A cet effet, l'article 5 du projet de loi lui confère une légitimité ainsi qu'une autorité accrues, tout d'abord par son nouveau mode d'élection :

- alors qu'il est actuellement élu sur la base d'un « consensus du congrès » (par l'ensemble des membres des trois conseils réunis en une assemblée, soit 140 personnes, après, parfois, jusqu'à 23 tours de scrutin), il sera désormais élu à la majorité absolue des membres élus du conseil d'administration ;

- le président est désigné parmi l'une des catégories de personnels ayant vocation à exercer des fonctions d'enseignement et de recherche, y compris parmi la catégorie des enseignants invités ou associés ; il peut ainsi être choisi hors du conseil d'administration voire en dehors de l'université ; il peut être de nationalité française ou bien étrangère ;

- la durée de son mandat, fixée à quatre ans (au lieu de cinq actuellement), est synchronisée avec celle des conseils, ce qui lui permettra de s'imposer dans son rôle d'animateur d'une équipe de direction plus cohérente.

La redéfinition des attributions du président fait de lui un véritable chef d'orchestre.
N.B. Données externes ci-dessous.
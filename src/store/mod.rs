//! Club persistence.
//!
//! Defines the `ClubStore` trait and two implementations:
//! - SQLite via sqlx, the default
//! - an in-process store, used when the database is unavailable and in tests
//!
//! The backend is chosen once at startup from configuration.

pub mod memory;
pub mod sqlite;

use async_trait::async_trait;
use std::sync::Arc;
use tracing::{info, warn};

use crate::config::{StorageBackend, StorageConfig};
use crate::types::{Club, LeagueError, NewClub};

pub use memory::MemoryStore;
pub use sqlite::SqliteStore;

/// Repository of club season records.
///
/// Implementations must serialize `add` against other writes so that two
/// concurrent submissions of the same name cannot both succeed.
#[cfg_attr(test, mockall::automock)]
#[async_trait]
pub trait ClubStore: Send + Sync {
    /// Validate and insert a club. Returns the assigned id.
    async fn add(&self, club: NewClub) -> Result<i64, LeagueError>;

    /// Delete a club by id. Returns whether a record was removed.
    async fn remove(&self, id: i64) -> Result<bool, LeagueError>;

    /// All clubs, points descending, insertion order on ties.
    async fn list(&self) -> Result<Vec<Club>, LeagueError>;

    /// Backend name for logging.
    fn name(&self) -> &'static str;
}

/// Shared handle to whichever backend was configured.
pub type SharedStore = Arc<dyn ClubStore>;

/// Open the configured backend.
///
/// When SQLite cannot be opened and `fallback_to_memory` is set, an
/// in-memory store is returned instead of an error.
pub async fn open_store(config: &StorageConfig) -> anyhow::Result<SharedStore> {
    match config.backend {
        StorageBackend::Memory => {
            info!("Using in-memory club store");
            Ok(Arc::new(MemoryStore::new()))
        }
        StorageBackend::Sqlite => {
            match SqliteStore::connect(&config.database_url, config.max_connections).await {
                Ok(store) => {
                    info!(url = %config.database_url, "Using SQLite club store");
                    Ok(Arc::new(store))
                }
                Err(e) if config.fallback_to_memory => {
                    warn!(
                        url = %config.database_url,
                        error = %e,
                        "SQLite unavailable, falling back to in-memory club store"
                    );
                    Ok(Arc::new(MemoryStore::new()))
                }
                Err(e) => Err(anyhow::Error::new(e)
                    .context(format!("Failed to open database: {}", config.database_url))),
            }
        }
    }
}

// ---------------------------------------------------------------------------
// Tests
// ---------------------------------------------------------------------------
use tracing::debug;
use url::Url;

use super::models::{Activity, ActivityFilter};
use super::read_json;
use crate::config::join_endpoint;
use crate::error::Result;

/// Public activity catalog. No credentials are attached.
#[derive(Clone)]
pub struct CatalogClient {
    http: reqwest::Client,
    base_url: Url,
}

impl CatalogClient {
    pub fn new(http: reqwest::Client, base_url: Url) -> Self {
        Self { http, base_url }
    }

    /// Upcoming activities matching `filter`.
    pub async fn list(&self, filter: &ActivityFilter) -> Result<Vec<Activity>> {
        let url = join_endpoint(&self.base_url, "/activities")?;
        let response = self
            .http
            .get(url)
            .query(&filter.query_pairs())
            .send()
            .await?;

        let activities: Vec<Activity> = read_json(response).await?;
        let total = activities.len();
        let matching: Vec<Activity> = activities
            .into_iter()
            .filter(|activity| filter.matches(activity))
            .collect();
        debug!("Catalog returned {} activities, {} after filtering", total, matching.len());
        Ok(matching)
    }

    pub async fn topics(&self) -> Result<Vec<String>> {
        let url = join_endpoint(&self.base_url, "/activities/topics")?;
        read_json(self.http.get(url).send().await?).await
    }

    pub async fn age_groups(&self) -> Result<Vec<String>> {
        let url = join_endpoint(&self.base_url, "/activities/age_groups")?;
        read_json(self.http.get(url).send().await?).await
    }

    pub async fn get(&self, id: i64) -> Result<Activity> {
        let url = join_endpoint(&self.base_url, &format!("/activities/{}", id))?;
        read_json(self.http.get(url).send().await?).await
    }
}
Le projet de loi rappelle ainsi qu'il « assure la direction de l'université », en présidant les trois conseils, en préparant et exécutant les délibérations du conseil d'administration, en recevant les avis et voeux des instances consultatives, en représentant l'université en justice et à l'égard des tiers, en étant l'ordonnateur des recettes et dépenses, en étant responsable du maintien de l'ordre, en exerçant les compétences de gestion et d'administration, en nommant les différents jurys...

Cette autorité s'étend sur l'ensemble des personnels de l'université. Par ailleurs, le projet de loi précise, sur le modèle de ce que prévoit l'article L. 713-9 du code de l'éducation pour les directeurs des instituts et écoles rattachés aux universités, et sous réserve des dispositions statutaires relatives à l'affectation des personnels recrutés par concours national, que le président peut s'opposer, par avis motivé, aux affectations prononcées dans l'établissement.